*Required work:*
Please work out how many lines in the data below contain "crate", and reply with that number alone.

*Data listing:*
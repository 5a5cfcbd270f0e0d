//! Firmware Communication - Shared-memory queues between host and IPU firmware
//!
//! # Purpose
//! Carries fixed-layout command records from the host to the process-system
//! firmware and event records back, through a pair of single-producer /
//! single-consumer rings placed in memory both sides can see.
//!
//! # Integration Points
//! - Depends on: a [`Doorbell`] that wakes the firmware
//! - Provides to: the built-in command backend of `ipu-psys`
//! - Shared memory: [`queue_pair`] creates the two rings of one device
//!
//! # Architecture
//! Lock-free ring buffers using acquire/release atomics. Each ring is split
//! into one owned producer and one owned consumer, so a ring never sees a
//! second writer or reader. [`FwCom`] keeps its two ends behind spinlocks
//! for callers on several threads. The only
//! cross-domain step is the doorbell, which is fire-and-forget: a send rings
//! it after every enqueue, and a send that finds the command ring full rings
//! it, waits a bounded number of spins for the firmware to drain, and retries
//! once before reporting [`ComError::QueueFull`].
//!
//! # Testing Strategy
//! - Unit tests: ring wraparound, full/empty detection, retry behaviour
//! - Hardware sim tests: [`FirmwarePort`] plays the firmware side

#![no_std]

#[cfg(test)]
#[macro_use]
extern crate std;

extern crate alloc;

mod record;
mod ring;

pub use record::{EventStatus, PsysCommand, PsysEvent, ProcessGroupCommand};
pub use ring::{Consumer, Producer, SharedRing};

use alloc::boxed::Box;

use spin::Mutex;
use thiserror::Error;

/// Queue error types
#[derive(Debug, Clone, Copy, PartialEq, Eq, Error)]
pub enum ComError {
    #[error("Queue full (capacity {capacity})")]
    QueueFull { capacity: usize },

    #[error("Queue empty")]
    QueueEmpty,
}

pub type Result<T> = core::result::Result<T, ComError>;

/// Slots in the host-to-firmware command ring
pub const COMMAND_QUEUE_SIZE: usize = 16;

/// Slots in the firmware-to-host event ring
pub const EVENT_QUEUE_SIZE: usize = 32;

/// Spins to wait for the firmware after ringing on a full queue
pub const DEFAULT_RETRY_SPINS: u32 = 10_000;

/// Wakes the firmware after the host has queued work
///
/// Implementations write a mailbox or interrupt register. Ringing must not
/// block.
pub trait Doorbell: Send + Sync {
    fn ring(&self);
}

/// Host ends of one device's queue pair
pub struct HostPort {
    commands: Producer<PsysCommand, COMMAND_QUEUE_SIZE>,
    events: Consumer<PsysEvent, EVENT_QUEUE_SIZE>,
}

/// Create the command and event rings for one device
///
/// Each ring end exists once: the host holds the command producer and the
/// event consumer, the firmware the other two.
pub fn queue_pair() -> (HostPort, FirmwarePort) {
    let (command_tx, command_rx) = SharedRing::new().split();
    let (event_tx, event_rx) = SharedRing::new().split();
    (
        HostPort {
            commands: command_tx,
            events: event_rx,
        },
        FirmwarePort {
            commands: command_rx,
            events: event_tx,
        },
    )
}

/// Host end of the queue pair
///
/// Sends and receives may come from any thread; each ring end sits behind
/// its own lock so the rings only ever see one producer and one consumer.
pub struct FwCom {
    commands: Mutex<Producer<PsysCommand, COMMAND_QUEUE_SIZE>>,
    events: Mutex<Consumer<PsysEvent, EVENT_QUEUE_SIZE>>,
    doorbell: Box<dyn Doorbell>,
    retry_spins: u32,
}

impl FwCom {
    pub fn new(host: HostPort, doorbell: Box<dyn Doorbell>) -> Self {
        Self {
            commands: Mutex::new(host.commands),
            events: Mutex::new(host.events),
            doorbell,
            retry_spins: DEFAULT_RETRY_SPINS,
        }
    }

    /// Override how long a send waits on a full queue before its one retry
    pub fn with_retry_spins(mut self, spins: u32) -> Self {
        self.retry_spins = spins;
        self
    }

    /// Queue a command and ring the doorbell
    ///
    /// # Errors
    /// Returns `ComError::QueueFull` if the ring is still full after the
    /// doorbell has been rung and the bounded wait has elapsed.
    pub fn send(&self, command: PsysCommand) -> Result<()> {
        let mut ring = self.commands.lock();
        if let Err(ComError::QueueFull { .. }) = ring.push(command) {
            log::warn!("command queue full, ringing doorbell before retry");
            self.doorbell.ring();
            for _ in 0..self.retry_spins {
                if !ring.is_full() {
                    break;
                }
                core::hint::spin_loop();
            }
            ring.push(command)?;
        }

        log::debug!(
            "sent command {} for context {:#x}",
            command.command,
            command.context_handle
        );
        self.doorbell.ring();
        Ok(())
    }

    /// Take the next firmware event, if any
    pub fn recv_event(&self) -> Option<PsysEvent> {
        self.events.lock().pop().ok()
    }

    /// Commands the firmware has not consumed yet
    pub fn pending_commands(&self) -> usize {
        self.commands.lock().len()
    }
}

/// Firmware end of the queue pair
///
/// Used by firmware simulators and host-side tests to consume commands and
/// post events.
pub struct FirmwarePort {
    commands: Consumer<PsysCommand, COMMAND_QUEUE_SIZE>,
    events: Producer<PsysEvent, EVENT_QUEUE_SIZE>,
}

impl FirmwarePort {
    pub fn next_command(&mut self) -> Option<PsysCommand> {
        self.commands.pop().ok()
    }

    pub fn post_event(&mut self, event: PsysEvent) -> Result<()> {
        self.events.push(event)
    }
}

*Worked solution:*
2